So many Americans are engaged in a boycott of French wine at the moment that some French importers are pressuring President Jacques Chirac to cry Uncle (Sam). But environmentalists, as ever, have different priorities than the rest of the country: They are busy protesting Napa Valley wine.
The picturesque trellised fields there make most people, especially anyone with a taste for cabernet, consider Northern California closer to heaven than any place on Earth since Eden. But the fields are maligned by greens as "alcohol farms," the environmentally catastrophic result of "the graping of the land."
Now, there's something amusing about sensitive liberals in one of the world's great bastions of progressive thinking warring among themselves. The stereotypical Northern California vineyard owner is a wealthy yuppie who appreciates the outdoors and the finer things and wants to live within an hour's drive of San Francisco, the Left Coast's left-most city. It must be discomfiting for him suddenly to be considered no better than a smoke-belching coal-plant operator.
But hold your amusement. California wine has, during the past couple of decades, become as American as baseball, apple pie, Budweiser and Jack Daniel's. The vineyards are threatened by an environmental extremism that can properly be considered part of -- together with smoking bans at bars, hamburger lawsuits and all the rest of it -- "A War on Anything You Might Happen to Find Pleasurable."
One charge against the vineyards -- some of which are built on the sides of slopes -- is that they might dump dirt into streams, fouling the water. It has happened occasionally.
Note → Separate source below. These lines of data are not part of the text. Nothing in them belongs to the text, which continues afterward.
use serde::de::Error as _;
use serde::{Deserialize, Deserializer, Serialize};
use serde_json::Value;
use tracing::{info, warn};

use super::ApiError;

#[derive(Debug, Clone, PartialEq)]
pub struct PieData {
    pub title: String,
    pub slices: Vec<(String, f64)>,
}

impl PieData {
    pub fn total(&self) -> f64 {
        self.slices.iter().map(|(_, value)| value).sum()
    }
}

#[derive(Debug, Clone, PartialEq)]
pub enum ChatReply {
    Text(String),
    Pie(PieData),
}

#[derive(Debug, Serialize)]
struct ChatRequest<'a> {
    prompt: &'a str,
}

/// Reply as sent by the backend; which fields are set depends on `type`.
#[derive(Debug, Default, Deserialize)]
pub struct RawChatReply {
    #[serde(rename = "type")]
    pub kind: Option<String>,
    #[serde(default, deserialize_with = "scalar_labels")]
    pub labels: Option<Vec<String>>,
    #[serde(default, deserialize_with = "numeric_values")]
    pub values: Option<Vec<f64>>,
    pub title: Option<String>,
    pub response: Option<String>,
}

/// Labels may arrive as numbers (years, codes); any scalar becomes text.
fn scalar_labels<'de, D>(deserializer: D) -> Result<Option<Vec<String>>, D::Error>
where
    D: Deserializer<'de>,
{
    let Some(items) = Option::<Vec<Value>>::deserialize(deserializer)? else {
        return Ok(None);
    };
    items
        .into_iter()
        .map(|item| match item {
            Value::String(s) => Ok(s),
            Value::Number(n) => Ok(n.to_string()),
            Value::Bool(b) => Ok(b.to_string()),
            other => Err(D::Error::custom(format!("label {other} is not a scalar"))),
        })
        .collect::<Result<_, _>>()
        .map(Some)
}

/// Values are numbers or numeric strings.
fn numeric_values<'de, D>(deserializer: D) -> Result<Option<Vec<f64>>, D::Error>
where
    D: Deserializer<'de>,
{
    let Some(items) = Option::<Vec<Value>>::deserialize(deserializer)? else {
        return Ok(None);
    };
    items
        .into_iter()
        .map(|item| {
            let number = match &item {
                Value::Number(n) => n.as_f64(),
                Value::String(s) => s.trim().parse().ok(),
                _ => None,
            };
            number.ok_or_else(|| D::Error::custom(format!("value {item} is not a number")))
        })
        .collect::<Result<_, _>>()
        .map(Some)
}

impl TryFrom<RawChatReply> for ChatReply {
    type Error = ApiError;

    fn try_from(raw: RawChatReply) -> Result<Self, Self::Error> {
        if raw.kind.as_deref() != Some("pie") {
            return raw
                .response
                .map(Self::Text)
                .ok_or_else(|| ApiError::malformed("reply has neither chart nor text"));
        }

        let (Some(labels), Some(values)) = (raw.labels, raw.values) else {
            return Err(ApiError::malformed("pie reply without labels or values"));
        };
        if labels.len() != values.len() {
            return Err(ApiError::malformed(format!(
                "pie reply has {} labels but {} values",
                labels.len(),
                values.len()
            )));
        }
        if labels.is_empty() {
            return Err(ApiError::malformed("pie reply has no slices"));
        }
        if values.iter().any(|v| !v.is_finite() || *v < 0.0) {
            return Err(ApiError::malformed("pie values must be non-negative"));
        }

        Ok(Self::Pie(PieData {
            title: raw
                .title
                .filter(|t| !t.trim().is_empty())
                .unwrap_or_else(|| "Chart".to_string()),
            slices: labels.into_iter().zip(values).collect(),
        }))
    }
}

pub fn parse_chat_reply(body: &str) -> Result<ChatReply, ApiError> {
    let raw: RawChatReply = serde_json::from_str(body)?;
    ChatReply::try_from(raw)
}

#[derive(Debug, Clone)]
pub struct ChatClient {
    http: reqwest::Client,
    url: String,
}

impl ChatClient {
    pub fn new(http: reqwest::Client, url: impl Into<String>) -> Self {
        Self {
            http,
            url: url.into(),
        }
    }

    pub async fn ask(&self, prompt: &str) -> Result<ChatReply, ApiError> {
        info!(chars = prompt.len(), "sending prompt");

        let response = self
            .http
            .post(&self.url)
            .json(&ChatRequest { prompt })
            .send()
            .await?;
        let status = response.status();
        if !status.is_success() {
            warn!(%status, "chat backend refused prompt");
            return Err(ApiError::from_status(status));
        }

        let body = response.text().await?;
        parse_chat_reply(&body)
    }
}

#[cfg(test)]
mod tests {
    use super::*;
    use crate::api::test_server::{http_client, serve_once};

    #[test]
    fn pie_reply_becomes_slices() {
        let reply = parse_chat_reply(
            r#"{"type":"pie","labels":["Coal","Gas","Oil"],"values":[40,25,35],"title":"Energy mix"}"#,
        )
        .unwrap();

        let ChatReply::Pie(pie) = reply else {
            panic!("expected a pie reply");
        };
        assert_eq!(pie.title, "Energy mix");
        assert_eq!(pie.slices.len(), 3);
        assert_eq!(pie.slices[1], ("Gas".to_string(), 25.0));
        assert!((pie.total() - 100.0).abs() < f64::EPSILON);
    }

    #[test]
    fn pie_title_defaults_to_chart() {
        let reply = parse_chat_reply(r#"{"type":"pie","labels":["a"],"values":[1]}"#).unwrap();
        assert!(matches!(reply, ChatReply::Pie(pie) if pie.title == "Chart"));
    }

    #[test]
    fn numeric_labels_and_string_values_are_accepted() {
        let reply = parse_chat_reply(
            r#"{"type":"pie","labels":[2019,2020,"2021"],"values":[1,"2.5"," 3 "],"title":"By year"}"#,
        )
        .unwrap();

        let ChatReply::Pie(pie) = reply else {
            panic!("expected a pie reply");
        };
        assert_eq!(
            pie.slices,
            [
                ("2019".to_string(), 1.0),
                ("2020".to_string(), 2.5),
                ("2021".to_string(), 3.0),
            ]
        );
    }

    #[test]
    fn anything_but_pie_is_text() {
        let reply = parse_chat_reply(r#"{"type":"bar","response":"GDP rose 3%"}"#).unwrap();
        assert_eq!(reply, ChatReply::Text("GDP rose 3%".to_string()));

        let reply = parse_chat_reply(r#"{"response":"hello"}"#).unwrap();
        assert_eq!(reply, ChatReply::Text("hello".to_string()));
    }

    #[test]
    fn inconsistent_pie_is_malformed() {
        let cases = [
            r#"{"type":"pie","labels":["a","b"],"values":[1]}"#,
            r#"{"type":"pie","labels":["a"]}"#,
            r#"{"type":"pie","labels":[],"values":[]}"#,
            r#"{"type":"pie","labels":["a"],"values":[-1]}"#,
            r#"{"type":"pie","labels":["a"],"values":["x"]}"#,
            r#"{"type":"pie","labels":[{"name":"a"}],"values":[1]}"#,
            r#"{}"#,
            r#"[]"#,
        ];
        for body in cases {
            let err = parse_chat_reply(body).unwrap_err();
            assert!(matches!(err, ApiError::MalformedResponse(_)), "{body}");
        }
    }

    #[tokio::test]
    async fn ask_posts_the_prompt_as_json() {
        let (url, server) = serve_once(200, r#"{"response":"It grew."}"#).await;
        let client = ChatClient::new(http_client(), format!("{url}/ask"));

        let reply = client.ask("How did GDP change?").await.unwrap();
        let request = server.await.unwrap();

        assert_eq!(reply, ChatReply::Text("It grew.".to_string()));
        assert!(request.starts_with("POST /ask"));
        assert!(request.contains(r#"{"prompt":"How did GDP change?"}"#));
    }
}
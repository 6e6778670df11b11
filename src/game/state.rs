use crate::cards::{Card, Deck, Street};
use crate::{Chips, B_BLIND, HOLE_SIZE, N, S_BLIND, STACK};
use rand::rngs::SmallRng;
use rand::SeedableRng;
use std::fmt::{Display, Formatter};

/// why a GameState stopped accepting actions.
#[derive(Debug, Clone, Copy, PartialEq, Eq)]
pub enum Terminal {
    FoldBy(usize),
    Showdown,
}

/// the full mutable state of a single playout; also doubles as the MCCFR node
/// representation, since `cfr` recurses directly over `GameState` values.
#[derive(Debug, Clone)]
pub struct GameState {
    pub(super) hole: [Vec<Card>; N],
    pub(super) board: Vec<Card>,
    pub(super) deck: Deck,
    pub(super) street: Street,
    pub(super) pot: Chips,
    pub(super) stack: [Chips; N],
    pub(super) spent: [Chips; N],
    pub(super) stake: [Chips; N],
    pub(super) to_act: usize,
    pub(super) button: usize,
    pub(super) history: [String; 4],
    pub(super) discarded: [Option<Card>; N],
    pub(super) raises_this_street: usize,
    pub(super) acted_this_street: [bool; N],
    pub(super) terminal: Option<Terminal>,
}

/// index into `history` for the four betting streets; Discard has no betting round.
pub(super) fn street_index(street: Street) -> usize {
    match street {
        Street::Preflop => 0,
        Street::Flop => 1,
        Street::Turn => 2,
        Street::River => 3,
        Street::Discard | Street::Showdown => panic!("street has no betting history slot"),
    }
}

impl GameState {
    /// deals 3 cards to each player from a freshly shuffled deck seeded from `seed`,
    /// posts blinds, and leaves the small blind (seat 0, the button) to act first.
    pub fn new(seed: u64) -> Self {
        let mut rng = SmallRng::seed_from_u64(seed);
        let mut deck = Deck::new(&mut rng);
        let hole = [deck.draw(HOLE_SIZE), deck.draw(HOLE_SIZE)];

        let mut state = Self {
            hole,
            board: Vec::new(),
            deck,
            street: Street::Preflop,
            pot: 0,
            stack: [STACK; N],
            spent: [0; N],
            stake: [0; N],
            to_act: 0,
            button: 0,
            history: Default::default(),
            discarded: [None, None],
            raises_this_street: 0,
            acted_this_street: [false; N],
            terminal: None,
        };
        state.post_blind(0, S_BLIND);
        state.post_blind(1, B_BLIND);
        state.to_act = state.button;
        state
    }

    fn post_blind(&mut self, seat: usize, amount: Chips) {
        let amount = amount.min(self.stack[seat]);
        self.stack[seat] -= amount;
        self.pot += amount;
        self.spent[seat] += amount;
        self.stake[seat] += amount;
    }

    pub fn street(&self) -> Street {
        self.street
    }
    pub fn pot(&self) -> Chips {
        self.pot
    }
    pub fn to_act(&self) -> usize {
        self.to_act
    }
    pub fn button(&self) -> usize {
        self.button
    }
    pub fn stack(&self, seat: usize) -> Chips {
        self.stack[seat]
    }
    pub fn spent(&self, seat: usize) -> Chips {
        self.spent[seat]
    }
    pub fn hole(&self, seat: usize) -> &[Card] {
        &self.hole[seat]
    }
    pub fn board(&self) -> &[Card] {
        &self.board
    }
    pub fn discarded(&self, seat: usize) -> Option<Card> {
        self.discarded[seat]
    }
    pub fn terminal(&self) -> Option<Terminal> {
        self.terminal
    }
    pub fn history_of(&self, street: Street) -> &str {
        &self.history[street_index(street)]
    }

    pub(super) fn other(&self, seat: usize) -> usize {
        1 - seat
    }
    pub(super) fn to_call(&self) -> Chips {
        self.stake[self.other(self.to_act)] - self.stake[self.to_act]
    }
}

impl Display for GameState {
    fn fmt(&self, f: &mut Formatter) -> std::fmt::Result {
        let board: Vec<String> = self.board.iter().map(|c| c.to_string()).collect();
        let line = format!(
            "{street:?} pot={pot} stacks=[{s0},{s1}] board=[{board}]",
            street = self.street,
            pot = self.pot,
            s0 = self.stack[0],
            s1 = self.stack[1],
            board = board.join(","),
        );
        #[cfg(feature = "native")]
        {
            use colored::Colorize;
            write!(f, "{}", line.bright_green())
        }
        #[cfg(not(feature = "native"))]
        {
            write!(f, "{}", line)
        }
    }
}
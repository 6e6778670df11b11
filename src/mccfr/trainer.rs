use super::profile::Profile;
use crate::game::GameState;
use crate::persist::TrainingConfig;
use crate::Utility;
use rand::rngs::SmallRng;
use rand::SeedableRng;

/// derives the RNG seed for iteration `t` of a run started from `base_seed`.
/// Reseeding independently every iteration (rather than advancing one
/// long-lived stream) means the randomness consumed by iteration `t` depends
/// only on `(base_seed, t)`, never on how many iterations ran before it --
/// so resuming from a checkpoint at iteration `k` and continuing reproduces
/// the same draws a single uninterrupted run would make at iterations
/// `k+1..`. A splitmix64-style finalizer gives the per-iteration seeds
/// enough diffusion that consecutive `t` don't produce correlated shuffles.
fn iteration_seed(base_seed: u64, t: u64) -> u64 {
    let mut z = base_seed.wrapping_add(t.wrapping_mul(0x9E37_79B9_7F4A_7C15));
    z = (z ^ (z >> 30)).wrapping_mul(0xBF58_476D_1CE4_E5B9);
    z = (z ^ (z >> 27)).wrapping_mul(0x94D0_49BB_1331_11EB);
    z ^ (z >> 31)
}

/// owns the accumulated regret/strategy tables and drives external-sampling
/// MCCFR over freshly dealt `GameState` roots, via direct recursion rather
/// than an explicit tree, since this game has no shared-subgame reuse to
/// exploit.
pub struct Trainer {
    profile: Profile,
    config: TrainingConfig,
    rng: SmallRng,
}

impl Trainer {
    pub fn new(config: TrainingConfig) -> Self {
        Self {
            profile: Profile::new(),
            rng: SmallRng::seed_from_u64(config.seed),
            config,
        }
    }

    /// resumes a trainer from a loaded `Profile`. `config.seed` must be the
    /// same seed the original run used: each iteration reseeds its own RNG
    /// stream from `(config.seed, iteration)` (see `iteration_seed`), so the
    /// continuation is bitwise-identical to a single uninterrupted run given
    /// the same seed -- no RNG state needs to survive the checkpoint itself.
    pub fn from_checkpoint(profile: Profile, config: TrainingConfig) -> Self {
        Self {
            rng: SmallRng::seed_from_u64(config.seed),
            profile,
            config,
        }
    }

    pub fn profile(&self) -> &Profile {
        &self.profile
    }

    /// runs `config.iterations` further training iterations, alternating the
    /// traverser seat, checkpointing every `config.checkpoint_interval`
    /// iterations, and logging a rolling-mean root utility for convergence
    /// health. When the `parallel` feature is enabled and `config.shard_count`
    /// names more than one shard, splits the run across independent
    /// single-threaded trainers and merges their profiles additively.
    pub fn train(&mut self) -> anyhow::Result<()> {
        #[cfg(feature = "parallel")]
        if let Some(shards) = self.config.shard_count.filter(|&n| n > 1) {
            return self.train_sharded(shards);
        }
        self.train_sequential()
    }

    #[cfg(feature = "parallel")]
    fn train_sharded(&mut self, shards: usize) -> anyhow::Result<()> {
        use rayon::iter::IntoParallelIterator;
        use rayon::iter::ParallelIterator;
        log::info!("training {} iterations across {shards} shards", self.config.iterations);
        let per_shard = (self.config.iterations / shards as u64).max(1);
        let merged = (0..shards)
            .into_par_iter()
            .map(|shard| {
                let mut shard_config = self.config.clone();
                shard_config.iterations = per_shard;
                shard_config.seed = self.config.seed.wrapping_add(shard as u64);
                shard_config.checkpoint_path = format!("{}.shard{shard}", self.config.checkpoint_path);
                let mut trainer = Trainer::new(shard_config);
                trainer.train_sequential().map(|_| trainer.profile)
            })
            .collect::<anyhow::Result<Vec<Profile>>>()?;
        self.profile = merged
            .into_iter()
            .fold(std::mem::take(&mut self.profile), Profile::merge);
        crate::persist::save_checkpoint(&self.config.checkpoint_path, &self.profile)?;
        Ok(())
    }

    fn train_sequential(&mut self) -> anyhow::Result<()> {
        log::info!("training for {} iterations", self.config.iterations);
        #[cfg(feature = "native")]
        let bar = crate::progress(self.config.iterations as usize);
        let mut rolling_mean: Utility = 0.0;
        for _ in 0..self.config.iterations {
            let t = self.profile.next();
            let traverser = (t % 2) as usize;
            self.rng = SmallRng::seed_from_u64(iteration_seed(self.config.seed, t));
            let root = GameState::new(self.rng_seed());
            let value = self.cfr(&root, traverser);
            rolling_mean += (value - rolling_mean) / t as Utility;

            #[cfg(feature = "native")]
            bar.inc(1);

            if t % self.config.checkpoint_interval == 0 {
                log::info!(
                    "iteration {t}: rolling mean utility {rolling_mean:.4}, {} infosets",
                    self.profile.infoset_count()
                );
                if let Err(error) = crate::persist::save_checkpoint(&self.config.checkpoint_path, &self.profile) {
                    log::error!("checkpoint write failed at iteration {t}: {error}; will retry next boundary");
                }
            }
        }
        crate::persist::save_checkpoint(&self.config.checkpoint_path, &self.profile)?;
        #[cfg(feature = "native")]
        bar.finish();
        Ok(())
    }

    fn rng_seed(&mut self) -> u64 {
        use rand::RngCore;
        self.rng.next_u64()
    }

    /// the counterfactual value of `state` for `traverser`, mutating regret
    /// and strategy-sum tables at every `traverser` decision node along the
    /// sampled line. Opponent nodes sample a single action from the current
    /// regret-matched strategy rather than enumerating all of them
    /// (external sampling).
    fn cfr(&mut self, state: &GameState, traverser: usize) -> Utility {
        if state.is_terminal() {
            return state.utility(traverser);
        }

        let actor = state.to_act();
        let infoset = state.infoset_key(actor);
        let actions = state.legal_actions();
        let sigma = self.profile.sigma(&infoset, &actions);

        if actor != traverser {
            let action = self.sample(&actions, &sigma);
            let next = state.apply_action(action);
            return self.cfr(&next, traverser);
        }

        let values: Vec<Utility> = actions
            .iter()
            .map(|&action| {
                let next = state.apply_action(action);
                self.cfr(&next, traverser)
            })
            .collect();
        let baseline: Utility = actions
            .iter()
            .zip(values.iter())
            .map(|(a, &v)| sigma[a] * v)
            .sum();

        for (&action, &value) in actions.iter().zip(values.iter()) {
            self.profile.add_regret(&infoset, action, value - baseline);
        }
        self.profile.add_strategy(&infoset, &sigma);
        baseline
    }

    fn sample(
        &mut self,
        actions: &[crate::game::BettingAction],
        sigma: &std::collections::BTreeMap<crate::game::BettingAction, crate::Probability>,
    ) -> crate::game::BettingAction {
        use rand::Rng;
        let mut draw: crate::Probability = self.rng.random();
        for &action in actions {
            let weight = sigma[&action];
            if draw < weight {
                return action;
            }
            draw -= weight;
        }
        *actions.last().expect("legal_actions is never empty")
    }
}
pub mod checkpoint;
pub mod config;

pub use checkpoint::{load_checkpoint, save_checkpoint, save_policy_export};
pub use config::TrainingConfig;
But the definitions of water pollution and of what constitutes a stream -- practically any rivulet of rain runoff -- have become maniacally broad.
Environmentalists complain that the vineyards are a monoculture, i.e., just one, ecologically sterile, crop. Although some of the newer vineyards have eaten into forests, most of them have replaced other monocultures, apple orchards and the like.
Finally, greens worry about endangered species. Heaven forbid that a mud puddle might be disturbed that provides a habitat to a vernal pool of fairy shrimp, but it is only by stretching the federal Endangered Species Act to the point of absurdity that vineyards can be portrayed as despoilers of the planet.
As the wine industry has boomed in Northern California in recent years (fueled by annoying Internet millionaires), an important shift in perception has taken place. Vineyards were once viewed as an alternative to tract housing and other nasty development, but now are themselves seen as nasty development.
That makes them vulnerable to every tool of harassment in the environmentalist arsenal: numerous lawsuits (the Sierra Club has sued the local government and growers), zealously applied federal regulations and ever-tightening local land-use and permitting rules.
Starting a vineyard is inherently dicey. It usually means borrowing a lot of money to buy land that costs about $100,000 an acre, and then it take years to get the vines growing high-quality grapes. On top of it all, now there's the expense of hiring lawyers, endangered-species specialists and perhaps fish biologists, and the risk of unplanned delays imposed by aggressive regulators.
"It has become a very involved legal, scientific and technical process that stretches over months and maybe years. It renders many properties potentially uncommercial," says Christopher Hermann, who heads the West Coast law firm Stoel Rives' wine-law group. (Yes, there is such a thing -- without it, unfortunately, vineyards wouldn't stand a chance.)
For vineyard opponents, putting property out of commission is the point. Some critics have taken to calling the growers "merchants of death," as if they're selling crack. They apparently haven't gotten the word that a glass of wine a day can help prevent heart disease, never mind pleasing the pallet and soothing the spirit.
Patriotic, common-sensical imbibers should have their marching orders: Boycott French wine to annoy Jacques Chirac and his countrymen. Drink Californian to annoy the enviro-weenies.